Please write out exactly, and only, the lines from the first in the material below to the line containing "use relimpact_core::auxiliary::DEFAULT_EXTENSIONS;", both included.

:::::

//! Configuration file support for relimpact.
//!
//! Loads configuration from `.relimpact.toml` in the repository root, or from
//! an explicit path given with `--config`.
//!
//! # Example configuration
//!
//! ```toml
//! [auxiliary]
//! extensions = [".yaml", ".sql"]
//!
//! [cache]
//! enabled = true
//! directory = "/var/cache/relimpact"
//!
//! [extractor]
//! language = "auto"
//! command = ["my-api-dump", "--json"]
//!
//! [pipeline]
//! mode = "parallel"
//! ```

use std::path::{Path, PathBuf};

use relimpact_core::auxiliary::DEFAULT_EXTENSIONS;
use relimpact_core::cache::SnapshotCache;
use relimpact_core::extract::Language;
use relimpact_core::ExecutionMode;
use serde::{Deserialize, Serialize};

/// File name looked up in the repository root.
pub const CONFIG_FILE_NAME: &str = ".relimpact.toml";

/// Root configuration structure for `.relimpact.toml`.
#[derive(Debug, Clone, Default, Deserialize, Serialize)]
#[serde(default)]
pub struct RelimpactConfig {
    pub auxiliary: AuxiliaryConfig,
    pub cache: CacheConfig,
    pub extractor: ExtractorConfig,
    pub pipeline: PipelineConfig,
}

/// Extensions reported in the "Other Files Changes" section.
#[derive(Debug, Clone, Deserialize, Serialize)]
#[serde(default)]
pub struct AuxiliaryConfig {
    pub extensions: Vec<String>,
}

impl Default for AuxiliaryConfig {
    fn default() -> Self {
        Self {
            extensions: DEFAULT_EXTENSIONS.iter().map(|e| e.to_string()).collect(),
        }
    }
}

/// Snapshot cache configuration.
#[derive(Debug, Clone, Deserialize, Serialize)]
#[serde(default)]
pub struct CacheConfig {
    /// Enable snapshot caching (default: true)
    #[serde(default = "default_cache_enabled")]
    pub enabled: bool,

    /// Cache directory (default: `<tmp>/relimpact-api-cache`)
    pub directory: Option<String>,
}

fn default_cache_enabled() -> bool {
    true
}

impl Default for CacheConfig {
    fn default() -> Self {
        Self {
            enabled: default_cache_enabled(),
            directory: None,
        }
    }
}

/// Symbol extractor selection.
#[derive(Debug, Clone, Default, Deserialize, Serialize)]
#[serde(default)]
pub struct ExtractorConfig {
    /// `auto`, `go` or `rust`.
    pub language: Option<String>,

    /// External command printing a JSON snapshot; overrides `language`.
    pub command: Option<Vec<String>>,
}

#[derive(Debug, Clone, Default, Deserialize, Serialize)]
#[serde(default)]
pub struct PipelineConfig {
    /// `parallel` or `sequential`.
    pub mode: Option<String>,
}

impl RelimpactConfig {
    /// Load configuration from `.relimpact.toml` in `root`.
    ///
    /// A missing file yields defaults. Read and parse errors are logged as
    /// warnings and also yield defaults.
    pub fn load(root: &Path) -> Self {
        let config_path = root.join(CONFIG_FILE_NAME);
        if config_path.exists() {
            Self::load_file(&config_path)
        } else {
            Self::default()
        }
    }

    /// Load configuration from an explicit file.
    pub fn load_file(path: &Path) -> Self {
        match std::fs::read_to_string(path) {
            Ok(content) => match toml::from_str(&content) {
                Ok(config) => config,
                Err(e) => {
                    tracing::warn!("Failed to parse {}: {}", path.display(), e);
                    Self::default()
                }
            },
            Err(e) => {
                tracing::warn!("Failed to read {}: {}", path.display(), e);
                Self::default()
            }
        }
    }

    /// Configured extractor language, `Auto` when unset or unrecognized.
    pub fn language(&self) -> Language {
        match self.extractor.language.as_deref().map(str::parse::<Language>) {
            Some(Ok(language)) => language,
            Some(Err(e)) => {
                tracing::warn!("{}, falling back to auto", e);
                Language::Auto
            }
            None => Language::Auto,
        }
    }

    /// External extractor command, if one is configured with a program name.
    pub fn extractor_command(&self) -> Option<&[String]> {
        self.extractor
            .command
            .as_deref()
            .filter(|argv| !argv.is_empty())
    }

    /// Configured execution mode, if set and recognized.
    pub fn mode(&self) -> Option<ExecutionMode> {
        let mode = self.pipeline.mode.as_deref()?;
        match mode.parse() {
            Ok(mode) => Some(mode),
            Err(e) => {
                tracing::warn!("{}, using the default mode", e);
                None
            }
        }
    }

    /// Snapshot cache to hand to the pipeline, `None` when caching is off.
    pub fn snapshot_cache(&self) -> Option<SnapshotCache> {
        if !self.cache.enabled {
            return None;
        }
        Some(match &self.cache.directory {
            Some(dir) => SnapshotCache::new(PathBuf::from(dir)),
            None => SnapshotCache::in_temp_dir(),
        })
    }
}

:::::

#### Answer box:
//! Configuration file support for relimpact.
//!
//! Loads configuration from `.relimpact.toml` in the repository root, or from
//! an explicit path given with `--config`.
//!
//! # Example configuration
//!
//! ```toml
//! [auxiliary]
//! extensions = [".yaml", ".sql"]
//!
//! [cache]
//! enabled = true
//! directory = "/var/cache/relimpact"
//!
//! [extractor]
//! language = "auto"
//! command = ["my-api-dump", "--json"]
//!
//! [pipeline]
//! mode = "parallel"
//! ```

use std::path::{Path, PathBuf};

use relimpact_core::auxiliary::DEFAULT_EXTENSIONS;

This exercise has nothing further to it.